Segment Start: Given data

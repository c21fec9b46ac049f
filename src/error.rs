//=============================================
// fiberhost/src/error.rs
//=============================================
// Author: Fiberhost Contributors
// License: MIT
// Goal: Error taxonomy for startup-time failures
// Objective: Separate library, host-facility and stack failures
//=============================================

use std::path::PathBuf;

use thiserror::Error;

/// Errors raised while preparing an execution context.
#[derive(Debug, Error, Clone, PartialEq, Eq)]
pub enum FiberError {
    #[error("failed to allocate a {size}-byte context stack: {reason}")]
    StackAllocation { size: usize, reason: String },
}

/// Errors raised while opening the embedded runtime's backing library.
#[derive(Debug, Error, Clone, PartialEq, Eq)]
pub enum LoadError {
    #[error("failed to open library '{}': {reason}", .path.display())]
    OpenLibrary { path: PathBuf, reason: String },
    #[error("library '{}' has no entry symbol '{symbol}': {reason}", .path.display())]
    MissingSymbol {
        path: PathBuf,
        symbol: String,
        reason: String,
    },
    #[error("argument '{0}' contains an interior NUL byte")]
    InvalidArgument(String),
}

/// Errors raised while subscribing to the host's periodic callback facility.
#[derive(Debug, Error, Clone, PartialEq, Eq)]
pub enum TickError {
    #[error("host program image could not be opened: {0}")]
    ProgramImage(String),
    #[error("host symbol '{symbol}' is unavailable: {reason}")]
    MissingHostSymbol { symbol: String, reason: String },
    #[error("host call '{call}' failed with status {status}")]
    HostCall { call: &'static str, status: i32 },
}

/// Umbrella error for the bootstrap sequence.
#[derive(Debug, Error)]
pub enum BootstrapError {
    #[error(transparent)]
    Fiber(#[from] FiberError),
    #[error(transparent)]
    Load(#[from] LoadError),
    #[error(transparent)]
    Tick(#[from] TickError),
    #[error("bootstrap step '{step}' is not valid in phase {phase:?}")]
    InvalidPhase {
        step: &'static str,
        phase: crate::bootstrap::Phase,
    },
}
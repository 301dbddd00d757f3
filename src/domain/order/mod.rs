// ============================================================================
// Order Domain - Kitchen Board Vocabulary
// ============================================================================
//
// This module contains ALL order-specific code:
// - Value objects (LineItem, OrderStatus, Priority, Station, Urgency)
// - The Order entity with its pure derivations (elapsed, urgency, completion)
// - Commands (UpdateStatus, UpdatePriority, ToggleItem)
// - Errors (BoardError enum)
//
// The owning collection lives in `crate::board`.
//
// ============================================================================

pub mod commands;
pub mod errors;
pub mod order;
pub mod value_objects;

// Re-export for convenience
pub use commands::*;
pub use errors::*;
pub use order::*;
pub use value_objects::*;
use serde::{Deserialize, Serialize};
use uuid::Uuid;

// ============================================================================
// Order Value Objects
// ============================================================================

/// A single line of an order as the kitchen works it.
#[derive(Serialize, Deserialize, Clone, Debug)]
pub struct LineItem {
    pub id: Uuid,
    pub name: String,
    pub quantity: u32,
    /// Free text from the customer, may be empty.
    pub special_instructions: String,
    pub completed: bool,
}

impl LineItem {
    pub fn new(
        name: impl Into<String>,
        quantity: u32,
        special_instructions: impl Into<String>,
    ) -> Self {
        Self {
            id: Uuid::new_v4(),
            name: name.into(),
            quantity,
            special_instructions: special_instructions.into(),
            completed: false,
        }
    }
}

/// Preparation lifecycle. The board never advances this on its own;
/// every transition is an explicit caller action.
#[derive(Debug, Clone, Copy, PartialEq, Eq, Serialize, Deserialize)]
#[serde(rename_all = "kebab-case")]
pub enum OrderStatus {
    New,
    InProgress,
    Ready,
    Completed,
}

impl OrderStatus {
    pub const ALL: [OrderStatus; 4] = [
        OrderStatus::New,
        OrderStatus::InProgress,
        OrderStatus::Ready,
        OrderStatus::Completed,
    ];

    /// The single forward step in the lifecycle ladder, if any.
    pub fn next(&self) -> Option<OrderStatus> {
        match self {
            OrderStatus::New => Some(OrderStatus::InProgress),
            OrderStatus::InProgress => Some(OrderStatus::Ready),
            OrderStatus::Ready => Some(OrderStatus::Completed),
            OrderStatus::Completed => None,
        }
    }

    /// Label for the action that moves an order out of this status.
    pub fn action_label(&self) -> Option<&'static str> {
        match self {
            OrderStatus::New => Some("Start Cooking"),
            OrderStatus::InProgress => Some("Mark Ready"),
            OrderStatus::Ready => Some("Complete"),
            OrderStatus::Completed => None,
        }
    }
}

#[derive(Debug, Clone, Copy, PartialEq, Eq, Serialize, Deserialize)]
#[serde(rename_all = "lowercase")]
pub enum Priority {
    Normal,
    High,
    Urgent,
}

#[derive(Debug, Clone, Copy, PartialEq, Eq, Serialize, Deserialize)]
#[serde(rename_all = "lowercase")]
pub enum Station {
    Grill,
    Fryer,
    Salad,
    Beverages,
}

impl Station {
    pub const ALL: [Station; 4] = [
        Station::Grill,
        Station::Fryer,
        Station::Salad,
        Station::Beverages,
    ];

    pub fn name(&self) -> &'static str {
        match self {
            Station::Grill => "Grill",
            Station::Fryer => "Fryer",
            Station::Salad => "Salad",
            Station::Beverages => "Beverages",
        }
    }
}

#[derive(Debug, Clone, Copy, PartialEq, Eq, Serialize, Deserialize)]
#[serde(rename_all = "kebab-case")]
pub enum DeliveryMethod {
    DineIn,
    Pickup,
    Delivery,
}

/// Display classification combining explicit priority with elapsed-vs-estimate.
#[derive(Debug, Clone, Copy, PartialEq, Eq, Serialize, Deserialize)]
#[serde(rename_all = "lowercase")]
pub enum Urgency {
    Normal,
    Warning,
    Overdue,
    High,
    Urgent,
}

impl Urgency {
    /// Pure classification over (priority, elapsed, estimate).
    ///
    /// Evaluation order is fixed: explicit priority always wins over the
    /// elapsed-time thresholds, and Overdue wins over Warning.
    pub fn classify(priority: Priority, elapsed_minutes: i64, estimated_minutes: i64) -> Urgency {
        if priority == Priority::Urgent {
            return Urgency::Urgent;
        }
        if priority == Priority::High {
            return Urgency::High;
        }
        if elapsed_minutes >= estimated_minutes {
            return Urgency::Overdue;
        }
        if elapsed_minutes as f64 >= estimated_minutes as f64 * 0.8 {
            return Urgency::Warning;
        }
        Urgency::Normal
    }
}

// ============================================================================
// Unit Tests
// ============================================================================

#[cfg(test)]
mod tests {
    use super::*;

    #[test]
    fn test_line_item_starts_incomplete() {
        let item = LineItem::new("French Fries", 2, "Extra crispy");
        assert_eq!(item.quantity, 2);
        assert!(!item.completed);
    }

    #[test]
    fn test_status_ladder_is_forward_only() {
        assert_eq!(OrderStatus::New.next(), Some(OrderStatus::InProgress));
        assert_eq!(OrderStatus::InProgress.next(), Some(OrderStatus::Ready));
        assert_eq!(OrderStatus::Ready.next(), Some(OrderStatus::Completed));
        assert_eq!(OrderStatus::Completed.next(), None);
    }

    #[test]
    fn test_status_action_labels() {
        assert_eq!(OrderStatus::New.action_label(), Some("Start Cooking"));
        assert_eq!(OrderStatus::InProgress.action_label(), Some("Mark Ready"));
        assert_eq!(OrderStatus::Ready.action_label(), Some("Complete"));
        assert_eq!(OrderStatus::Completed.action_label(), None);
    }

    #[test]
    fn test_status_serialization_uses_kebab_case() {
        let json = serde_json::to_string(&OrderStatus::InProgress).unwrap();
        assert_eq!(json, "\"in-progress\"");
        let back: OrderStatus = serde_json::from_str(&json).unwrap();
        assert_eq!(back, OrderStatus::InProgress);
    }

    #[test]
    fn test_delivery_method_serialization() {
        let json = serde_json::to_string(&DeliveryMethod::DineIn).unwrap();
        assert_eq!(json, "\"dine-in\"");
    }

    #[test]
    fn test_urgent_priority_wins_regardless_of_elapsed() {
        assert_eq!(Urgency::classify(Priority::Urgent, 0, 20), Urgency::Urgent);
        assert_eq!(Urgency::classify(Priority::Urgent, 500, 20), Urgency::Urgent);
    }

    #[test]
    fn test_high_priority_wins_over_overdue() {
        assert_eq!(Urgency::classify(Priority::High, 30, 20), Urgency::High);
    }

    #[test]
    fn test_elapsed_thresholds() {
        // Under 80% of the estimate.
        assert_eq!(Urgency::classify(Priority::Normal, 10, 20), Urgency::Normal);
        // 16 minutes is exactly 80% of 20.
        assert_eq!(Urgency::classify(Priority::Normal, 16, 20), Urgency::Warning);
        // At or past the estimate.
        assert_eq!(Urgency::classify(Priority::Normal, 20, 20), Urgency::Overdue);
        assert_eq!(Urgency::classify(Priority::Normal, 25, 20), Urgency::Overdue);
    }

    #[test]
    fn test_classification_is_deterministic() {
        for _ in 0..3 {
            assert_eq!(
                Urgency::classify(Priority::Normal, 16, 20),
                Urgency::Warning
            );
        }
    }
}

Segment End: Given data

* **To do**: Total lines with "unwrap" in the records above: report that figure alone.

* **Expected answer**: 3